Out of the data below, copy every line with the string "norm".
** Dataset follows **
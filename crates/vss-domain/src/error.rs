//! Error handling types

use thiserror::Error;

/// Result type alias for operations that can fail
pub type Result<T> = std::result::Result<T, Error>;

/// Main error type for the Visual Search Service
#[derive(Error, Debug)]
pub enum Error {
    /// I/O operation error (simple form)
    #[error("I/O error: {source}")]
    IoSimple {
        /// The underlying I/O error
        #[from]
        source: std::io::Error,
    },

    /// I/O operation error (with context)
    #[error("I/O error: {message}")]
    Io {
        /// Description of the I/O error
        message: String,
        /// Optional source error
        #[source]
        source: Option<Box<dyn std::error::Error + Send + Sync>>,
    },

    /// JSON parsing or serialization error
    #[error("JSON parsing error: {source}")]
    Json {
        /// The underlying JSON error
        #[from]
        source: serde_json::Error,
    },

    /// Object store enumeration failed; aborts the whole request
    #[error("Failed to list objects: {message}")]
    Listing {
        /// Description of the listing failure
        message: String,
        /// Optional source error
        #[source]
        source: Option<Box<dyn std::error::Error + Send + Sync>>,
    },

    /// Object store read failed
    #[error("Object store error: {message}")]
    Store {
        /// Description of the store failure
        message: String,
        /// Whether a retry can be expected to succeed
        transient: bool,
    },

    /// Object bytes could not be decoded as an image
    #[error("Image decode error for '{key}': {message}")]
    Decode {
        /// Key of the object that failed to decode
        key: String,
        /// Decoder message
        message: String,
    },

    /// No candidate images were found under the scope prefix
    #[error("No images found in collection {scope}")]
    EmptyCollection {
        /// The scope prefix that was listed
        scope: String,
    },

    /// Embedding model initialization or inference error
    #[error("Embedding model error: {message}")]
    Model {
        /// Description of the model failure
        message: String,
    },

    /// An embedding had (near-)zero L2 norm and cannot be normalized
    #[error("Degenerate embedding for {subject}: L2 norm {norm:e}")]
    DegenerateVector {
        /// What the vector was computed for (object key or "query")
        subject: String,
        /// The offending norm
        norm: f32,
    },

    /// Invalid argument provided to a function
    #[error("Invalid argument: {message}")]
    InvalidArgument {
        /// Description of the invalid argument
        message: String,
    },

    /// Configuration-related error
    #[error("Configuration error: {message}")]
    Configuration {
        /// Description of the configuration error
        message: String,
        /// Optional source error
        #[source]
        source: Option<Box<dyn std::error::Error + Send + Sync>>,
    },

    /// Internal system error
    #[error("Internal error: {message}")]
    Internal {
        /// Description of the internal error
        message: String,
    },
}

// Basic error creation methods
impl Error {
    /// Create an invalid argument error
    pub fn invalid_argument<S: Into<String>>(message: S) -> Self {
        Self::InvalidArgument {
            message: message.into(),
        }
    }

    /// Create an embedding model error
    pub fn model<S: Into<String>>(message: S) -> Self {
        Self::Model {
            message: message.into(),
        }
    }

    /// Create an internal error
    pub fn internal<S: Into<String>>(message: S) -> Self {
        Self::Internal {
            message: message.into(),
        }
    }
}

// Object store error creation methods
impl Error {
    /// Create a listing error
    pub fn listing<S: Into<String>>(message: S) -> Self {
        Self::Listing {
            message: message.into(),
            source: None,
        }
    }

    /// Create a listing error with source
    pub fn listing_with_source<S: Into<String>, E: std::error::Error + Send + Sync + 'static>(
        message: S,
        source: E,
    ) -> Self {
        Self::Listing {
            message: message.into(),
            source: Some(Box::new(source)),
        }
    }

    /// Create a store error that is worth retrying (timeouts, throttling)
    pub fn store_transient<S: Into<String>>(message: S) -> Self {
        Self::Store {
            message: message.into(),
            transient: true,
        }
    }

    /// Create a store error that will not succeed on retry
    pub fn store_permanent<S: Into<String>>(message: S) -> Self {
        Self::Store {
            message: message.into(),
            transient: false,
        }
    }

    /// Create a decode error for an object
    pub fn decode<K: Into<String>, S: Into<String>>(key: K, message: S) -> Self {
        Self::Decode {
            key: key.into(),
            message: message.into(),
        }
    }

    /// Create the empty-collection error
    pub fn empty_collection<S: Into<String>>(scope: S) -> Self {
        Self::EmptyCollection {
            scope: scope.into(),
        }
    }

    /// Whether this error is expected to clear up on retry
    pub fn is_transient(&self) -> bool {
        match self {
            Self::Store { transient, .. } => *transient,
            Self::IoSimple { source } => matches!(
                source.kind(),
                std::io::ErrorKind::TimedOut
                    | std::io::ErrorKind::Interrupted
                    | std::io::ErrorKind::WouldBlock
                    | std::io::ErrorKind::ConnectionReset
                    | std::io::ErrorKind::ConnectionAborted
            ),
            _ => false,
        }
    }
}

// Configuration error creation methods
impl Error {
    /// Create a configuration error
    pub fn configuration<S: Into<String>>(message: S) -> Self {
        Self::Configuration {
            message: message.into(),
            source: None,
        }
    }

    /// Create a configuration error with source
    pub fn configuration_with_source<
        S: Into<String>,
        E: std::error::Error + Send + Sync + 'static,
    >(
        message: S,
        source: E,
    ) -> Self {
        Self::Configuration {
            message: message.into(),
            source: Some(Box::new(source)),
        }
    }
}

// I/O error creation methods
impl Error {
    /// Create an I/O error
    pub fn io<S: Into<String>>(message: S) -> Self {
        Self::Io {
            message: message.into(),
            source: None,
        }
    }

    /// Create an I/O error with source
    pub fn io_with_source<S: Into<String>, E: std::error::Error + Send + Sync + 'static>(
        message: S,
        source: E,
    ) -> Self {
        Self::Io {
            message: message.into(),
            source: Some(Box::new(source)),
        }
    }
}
** End of Dataset **
• Your solution
    /// An embedding had (near-)zero L2 norm and cannot be normalized
    #[error("Degenerate embedding for {subject}: L2 norm {norm:e}")]
        /// The offending norm
        norm: f32,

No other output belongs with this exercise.